Mitigate to litigate
5 March 2001
10 May 2013
24 June 2013
18 February 2013
26 June 2013
17 May 2013
In the 13th century the natives were restless. Peasants and assorted varlets were increasingly taking their landlords to court over land disputes. The landlords said there was a litigation crisis. (Does this sound familiar?) The solution was to introduce a rule that the loser should pay the costs of the winner in litigation. But what if the loser had no money? At the winner's request, the court could order the loser to be whipped: pain if not gain. (Rumours that the Lord Chancellor's Department (LCD) is considering bringing this back as part of the review of enforcement are, of course, quite baseless.) The "loser pays" rule (the English Rule) has been with us ever since.
The founders of the US came from the same common law tradition but were much keener to avoid central control and autocracy. They valued individualism, including access to the courts and the concept of rights enforced under the law. People were encouraged to bring actions on their own behalf, which were also on behalf of the community.
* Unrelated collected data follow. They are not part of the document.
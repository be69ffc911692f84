//! Mapping between [`InventoryItem`] and rows of the `inventory` table.

use inventory_core::InventoryItem;
use rusqlite::Row;

/// Column list matching the field order read by [`item_from_row`].
pub(crate) const ITEM_COLUMNS: &str = "id, name, quantity, price, created_at";

/// Builds an [`InventoryItem`] from a row selected with [`ITEM_COLUMNS`].
pub(crate) fn item_from_row(row: &Row<'_>) -> rusqlite::Result<InventoryItem> {
    Ok(InventoryItem {
        id: row.get(0)?,
        name: row.get(1)?,
        quantity: row.get(2)?,
        price: row.get(3)?,
        created_at: row.get(4)?,
    })
}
This includes the use of private attorney generals in competition work, in other words companies that bring cases against competitors alleging anti-competitive practices and recover not only damages, but also double or treble damages as an additional punishment to the wrongdoer and an incentive to bring the case. Access to the courts was a right that should be open to all, rich or poor. The American Rule on costs meant that there was little or no cost penalty for failing in a court case. But what about the poor person's lawyer? How would that attorney be paid? Running alongside the American Rule in many cases was the idea of paying lawyers by a contingency fee arrangement; that is, the lawyer sharing the spoils of success but receiving nothing if the case was lost.
In the 20th century both jurisdictions faced the challenge of access to courts, which were dealing with increasing amounts of legislation to help individuals, either through the New Deal or through the Welfare State. In the UK, the model was a uniquely comprehensive criminal and civil legal aid system. In the US, while the public defender system was introduced for the criminal courts, there was no real demand for a state-supported system in the civil area; contingency fees were available in personal injury (PI) and employment work, and now in discrimination cases, and class actions offered representation in product liability and consumer cases. In the UK, the withdrawal of state funding has begun the process of the dismantling of civil legal aid, posing the question: how can access to justice be provided?
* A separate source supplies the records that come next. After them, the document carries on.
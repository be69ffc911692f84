//! The `inventory` table definition.
//!
//! The table layout is the durable contract of the store: it is created if
//! absent and never dropped or altered.

use rusqlite::Connection;

use crate::error::Result;

/// Name of the single table owned by the store.
pub(crate) const TABLE_NAME: &str = "inventory";

/// `AUTOINCREMENT` keeps ids strictly increasing: an id freed by a delete is
/// never handed out again.
const SCHEMA_SQL: &str = r#"
CREATE TABLE IF NOT EXISTS inventory (
    id INTEGER PRIMARY KEY AUTOINCREMENT,
    name TEXT NOT NULL,
    quantity INTEGER NOT NULL,
    price INTEGER NOT NULL,
    created_at TEXT
);
"#;

/// Creates the inventory table if it does not exist yet.
pub(crate) fn init_schema(conn: &Connection) -> Result<()> {
    conn.execute_batch(SCHEMA_SQL)?;
    Ok(())
}

/// Checks whether the inventory table exists.
pub(crate) fn table_exists(conn: &Connection) -> Result<bool> {
    let mut stmt =
        conn.prepare("SELECT COUNT(*) FROM sqlite_master WHERE type='table' AND name=?1")?;
    let count: i64 = stmt.query_row([TABLE_NAME], |row| row.get(0))?;
    Ok(count > 0)
}

#[cfg(test)]
mod tests {
    use super::*;

    fn column_info(conn: &Connection) -> Vec<(String, String, bool, bool)> {
        let mut stmt = conn.prepare("PRAGMA table_info(inventory)").unwrap();
        stmt.query_map([], |row| {
            Ok((
                row.get::<_, String>(1)?,
                row.get::<_, String>(2)?,
                row.get::<_, i64>(3)? != 0,
                row.get::<_, i64>(5)? != 0,
            ))
        })
        .unwrap()
        .collect::<std::result::Result<Vec<_>, _>>()
        .unwrap()
    }

    #[test]
    fn test_schema_sql_uses_autoincrement() {
        assert!(SCHEMA_SQL.contains("id INTEGER PRIMARY KEY AUTOINCREMENT"));
        assert!(!SCHEMA_SQL.contains("DROP"));
    }

    #[test]
    fn test_table_layout() {
        let conn = Connection::open_in_memory().unwrap();
        init_schema(&conn).unwrap();

        let columns = column_info(&conn);
        assert_eq!(
            columns,
            vec![
                ("id".to_string(), "INTEGER".to_string(), false, true),
                ("name".to_string(), "TEXT".to_string(), true, false),
                ("quantity".to_string(), "INTEGER".to_string(), true, false),
                ("price".to_string(), "INTEGER".to_string(), true, false),
                ("created_at".to_string(), "TEXT".to_string(), false, false),
            ]
        );
    }

    #[test]
    fn test_init_is_idempotent() {
        let conn = Connection::open_in_memory().unwrap();
        assert!(!table_exists(&conn).unwrap());

        init_schema(&conn).unwrap();
        conn.execute(
            "INSERT INTO inventory (name, quantity, price) VALUES ('Bolt', 1, 2)",
            [],
        )
        .unwrap();
        init_schema(&conn).unwrap();

        assert!(table_exists(&conn).unwrap());
        let count: i64 = conn
            .query_row("SELECT COUNT(*) FROM inventory", [], |row| row.get(0))
            .unwrap();
        assert_eq!(count, 1);
    }

    #[test]
    fn test_name_is_required() {
        let conn = Connection::open_in_memory().unwrap();
        init_schema(&conn).unwrap();
        assert!(
            conn.execute(
                "INSERT INTO inventory (name, quantity, price) VALUES (NULL, 1, 2)",
                [],
            )
            .is_err()
        );
    }
}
In many respects, the present policy of supplementing and replacing legal aid by conditional fees, backed by after-the-event insurance (AEI), has been remarkably successful. Risk-based litigation has had a very limited role in the UK. And while conditional fees have been available since the early 1990s, they were little used, and the Scottish speculative fees system has never really taken off. The secret was to offer the stick - the removal of legal aid - with the carrot, AEI giving clients protection against the opponent's costs and, if required, their own lawyer's fees. The ability to recover the success fee and insurance premium after the Access to Justice Act seems to have completed a neat and self-sufficient package. The problem is that creeping through the gaps in this bundle are some issues which create instability, suggesting that more reform is needed.
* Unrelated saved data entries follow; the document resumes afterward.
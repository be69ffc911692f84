//! The inventory store.
//!
//! [`InventoryStore`] holds only the location of the database file. Every
//! operation opens its own connection, runs its statement (or
//! check-then-statement pair), and drops the connection before returning,
//! on error paths as well as on success.
//!
//! # Example
//!
//! ```no_run
//! use inventory_core::{NewItem, Outcome};
//! use inventory_sqlite::InventoryStore;
//!
//! let store = InventoryStore::open("inventory.db").unwrap();
//! store.create(&NewItem::new("Widget", 10, 500)).unwrap();
//!
//! match store.delete_by_id(9999).unwrap() {
//!     Outcome::Success => println!("deleted"),
//!     Outcome::NotFound => println!("no such item"),
//! }
//! ```

use std::path::{Path, PathBuf};

use chrono::Local;
use inventory_core::{
    CREATED_AT_FORMAT, InventoryItem, NewItem, Outcome, validate_amount, validate_amounts,
};
use rusqlite::{Connection, OptionalExtension, params};
use tracing::{debug, info};

use crate::convert::{ITEM_COLUMNS, item_from_row};
use crate::error::{Result, StoreError};
use crate::schema;

/// SQLite-backed store owning the `inventory` table.
///
/// Construct it once at startup with [`open`](Self::open) and pass it by
/// reference to whatever needs it.
///
/// The store trusts the caller for the item name but rejects negative
/// quantities and prices with [`StoreError::Validation`] before any
/// statement runs.
///
/// # Examples
///
/// ```no_run
/// use inventory_core::NewItem;
/// use inventory_sqlite::InventoryStore;
///
/// let store = InventoryStore::open("inventory.db").unwrap();
/// let id = store.create(&NewItem::new("Bolt", 100, 12)).unwrap();
///
/// let item = store.get(id).unwrap().unwrap();
/// assert_eq!(item.quantity, 100);
///
/// let all = store.list_all().unwrap();
/// println!("{} items in stock", all.len());
/// ```
#[derive(Debug, Clone)]
pub struct InventoryStore {
    path: PathBuf,
}

impl InventoryStore {
    /// Opens (creating if needed) the database at `path` and ensures the
    /// inventory table exists.
    ///
    /// # Errors
    ///
    /// Returns [`StoreError::Open`] if the file cannot be opened, or
    /// [`StoreError::Storage`] if the table cannot be created (for example
    /// when the file is not a SQLite database).
    pub fn open(path: impl Into<PathBuf>) -> Result<Self> {
        let store = Self { path: path.into() };
        let conn = store.connect()?;
        schema::init_schema(&conn)?;
        debug!(path = %store.path.display(), "inventory table ready");
        Ok(store)
    }

    /// Returns the location of the database file.
    pub fn path(&self) -> &Path {
        &self.path
    }

    /// Inserts a new item and returns its freshly assigned id.
    ///
    /// `created_at` is set to the current local time. The name is stored
    /// as given; checking it is the caller's job.
    pub fn create(&self, item: &NewItem) -> Result<i64> {
        validate_amounts(item.quantity, item.price)?;
        let created_at = Local::now().format(CREATED_AT_FORMAT).to_string();

        let conn = self.connect()?;
        conn.execute(
            "INSERT INTO inventory (name, quantity, price, created_at) VALUES (?1, ?2, ?3, ?4)",
            params![item.name, item.quantity, item.price, created_at],
        )?;
        let id = conn.last_insert_rowid();

        info!(id, name = %item.name, "created inventory item");
        Ok(id)
    }

    /// Returns every stored item in id order.
    ///
    /// An empty store yields an empty vector.
    pub fn list_all(&self) -> Result<Vec<InventoryItem>> {
        let conn = self.connect()?;
        let mut stmt = conn.prepare(&format!(
            "SELECT {ITEM_COLUMNS} FROM inventory ORDER BY id"
        ))?;

        let items = stmt
            .query_map([], item_from_row)?
            .collect::<std::result::Result<Vec<_>, _>>()?;
        debug!(count = items.len(), "listed inventory");
        Ok(items)
    }

    /// Returns the items whose name contains `term`, case-sensitively.
    ///
    /// `%` and `_` in `term` match literally. An empty term matches every
    /// item.
    pub fn search_by_name(&self, term: &str) -> Result<Vec<InventoryItem>> {
        let conn = self.connect()?;
        let mut stmt = conn.prepare(&format!(
            "SELECT {ITEM_COLUMNS} FROM inventory WHERE ?1 = '' OR instr(name, ?1) > 0 ORDER BY id"
        ))?;

        let items = stmt
            .query_map(params![term], item_from_row)?
            .collect::<std::result::Result<Vec<_>, _>>()?;
        debug!(term, count = items.len(), "searched inventory");
        Ok(items)
    }

    /// Loads a single item by id.
    pub fn get(&self, id: i64) -> Result<Option<InventoryItem>> {
        let conn = self.connect()?;
        let item = conn
            .query_row(
                &format!("SELECT {ITEM_COLUMNS} FROM inventory WHERE id = ?1"),
                params![id],
                item_from_row,
            )
            .optional()?;
        Ok(item)
    }

    /// Replaces the quantity of item `id`, leaving every other field alone.
    ///
    /// The existence check and the update run in one transaction.
    pub fn update_quantity(&self, id: i64, quantity: i64) -> Result<Outcome> {
        validate_amount(quantity)?;

        let mut conn = self.connect()?;
        let tx = conn.transaction()?;

        let exists = tx
            .query_row("SELECT 1 FROM inventory WHERE id = ?1", params![id], |_| {
                Ok(())
            })
            .optional()?
            .is_some();
        if !exists {
            debug!(id, "update target not found");
            return Ok(Outcome::NotFound);
        }

        tx.execute(
            "UPDATE inventory SET quantity = ?1 WHERE id = ?2",
            params![quantity, id],
        )?;
        tx.commit()?;

        info!(id, quantity, "updated inventory quantity");
        Ok(Outcome::Success)
    }

    /// Permanently removes item `id`.
    pub fn delete_by_id(&self, id: i64) -> Result<Outcome> {
        let conn = self.connect()?;
        let rows = conn.execute("DELETE FROM inventory WHERE id = ?1", params![id])?;

        if rows == 0 {
            debug!(id, "delete target not found");
            return Ok(Outcome::NotFound);
        }

        info!(id, "deleted inventory item");
        Ok(Outcome::Success)
    }

    /// Returns a snapshot of the table state.
    pub fn status(&self) -> Result<StoreStatus> {
        let conn = self.connect()?;
        if !schema::table_exists(&conn)? {
            return Ok(StoreStatus {
                table_exists: false,
                item_count: 0,
                last_assigned_id: None,
            });
        }

        let item_count: usize =
            conn.query_row("SELECT COUNT(*) FROM inventory", [], |row| row.get(0))?;
        let last_assigned_id = conn
            .query_row(
                "SELECT seq FROM sqlite_sequence WHERE name = ?1",
                params![schema::TABLE_NAME],
                |row| row.get(0),
            )
            .optional()?;

        Ok(StoreStatus {
            table_exists: true,
            item_count,
            last_assigned_id,
        })
    }

    fn connect(&self) -> Result<Connection> {
        Connection::open(&self.path).map_err(|source| StoreError::Open {
            path: self.path.clone(),
            source,
        })
    }
}

/// State of the inventory table, returned by [`InventoryStore::status`].
#[derive(Debug, Clone, PartialEq, Eq)]
pub struct StoreStatus {
    /// Whether the inventory table exists.
    pub table_exists: bool,
    /// Number of items stored.
    pub item_count: usize,
    /// Highest id ever assigned, including ids of deleted items.
    pub last_assigned_id: Option<i64>,
}

#[cfg(test)]
mod tests {
    use super::*;

    fn temp_store() -> (tempfile::TempDir, InventoryStore) {
        let dir = tempfile::tempdir().unwrap();
        let store = InventoryStore::open(dir.path().join("inventory.db")).unwrap();
        (dir, store)
    }

    #[test]
    fn test_open_creates_file() {
        let dir = tempfile::tempdir().unwrap();
        let path = dir.path().join("inventory.db");
        let store = InventoryStore::open(&path).unwrap();
        assert!(path.exists());
        assert_eq!(store.path(), path.as_path());
    }

    #[test]
    fn test_store_does_not_check_name() {
        let (_dir, store) = temp_store();
        let id = store.create(&NewItem::new("", 1, 1)).unwrap();
        assert_eq!(store.get(id).unwrap().unwrap().name, "");
    }

    #[test]
    fn test_get_missing_returns_none() {
        let (_dir, store) = temp_store();
        assert_eq!(store.get(42).unwrap(), None);
    }

    #[test]
    fn test_status_on_fresh_store() {
        let (_dir, store) = temp_store();
        let status = store.status().unwrap();
        assert!(status.table_exists);
        assert_eq!(status.item_count, 0);
        assert_eq!(status.last_assigned_id, None);
    }

    #[test]
    fn test_status_after_table_dropped_externally() {
        let (_dir, store) = temp_store();
        store.create(&NewItem::new("a", 1, 1)).unwrap();

        let conn = Connection::open(store.path()).unwrap();
        conn.execute_batch("DROP TABLE inventory;").unwrap();
        drop(conn);

        let status = store.status().unwrap();
        assert_eq!(
            status,
            StoreStatus {
                table_exists: false,
                item_count: 0,
                last_assigned_id: None,
            }
        );
        assert!(store.list_all().unwrap_err().is_storage());
        assert!(store.update_quantity(1, 2).unwrap_err().is_storage());
    }

    #[test]
    fn test_status_tracks_last_assigned_id_after_delete() {
        let (_dir, store) = temp_store();
        store.create(&NewItem::new("a", 1, 1)).unwrap();
        let id = store.create(&NewItem::new("b", 1, 1)).unwrap();
        assert!(store.delete_by_id(id).unwrap().is_success());

        let status = store.status().unwrap();
        assert_eq!(status.item_count, 1);
        assert_eq!(status.last_assigned_id, Some(id));
    }
}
There are five areas of continuing difficulty:
The baffling nature of the conditional fee regulatory regime makes agreements hideously complex to lawyers and clients (although the position of members under collective conditional fees is simpler). The need to avoid the dangers of maintenance and champerty, and the retention of the indemnity principle, makes it impossible to lawfully offer a clear and simple no win, no fee product. While the indemnity principle is on its last legs, conditional fees are never going to be a wholly consumer-friendly product, and lawyers have to wade through documentation which is largely irrelevant to the client.
The recoverability of the success fee and insurance premium removed the double whammy that made conditional fees unattractive to many clients. The major difficulty that has emerged so far is the question of whether AEI insurance taken out before proceedings start is recoverable. Here, two policies conflict: the Woolf policy of litigation as the last resort, with compulsory exchange of information to encourage settlement, and the basic insurance rule of risk pooling. If AEI is to cover all disputes cost-effectively, it should kick in at the time the client first sees the solicitor. Otherwise, premiums are bound to be high, as only sticky cases will be litigated. This issue is currently being tested in the courts. The question of how far cost judges will challenge solicitors' assessments of success fees may yet create difficulties.
3. The price of insurance
Although the market sets insurance premiums, it is a very peculiar market. Many premiums are set en masse through delegated schemes such as Accident Line Protect. Choosing between premiums is very complicated. Solicitors are not required to be brokers. Crucially, clients increasingly do not pay upfront for premiums and assume they will never have to pay - either the other side or the policy will pay the premium. This suggests that the premium will not be price sensitive as the buyer is not the ultimate payer (cf teenagers and trainers). The regulations make it clear that the court's backstop role in assessing insurance is very limited. In this environment, it is plain to see that insurers will pitch their prices high.
Conditional fees are simply not as economically efficient as contingency fees. With a conditional fee, the arrangement involves a multiplier of basic fees with a maximum of 100 per cent. The difficulty of conditional fee arrangements (CFAs) is likely to arise when a lawyer is offered a simple and effective way of cutting to the chase rather than going through a great deal of litigation. Take a case stayed for alternative dispute resolution (ADR). If it is possible to resolve the case at an early stage then this would be in the interests of the clients, the court and the system as a whole. But it may not be perceived to be in the interests of the lawyer, whose base fee is reduced, and therefore the success fee. Take an assistant solicitor pressed to meet a target before the end of a financial year: how will that lawyer react?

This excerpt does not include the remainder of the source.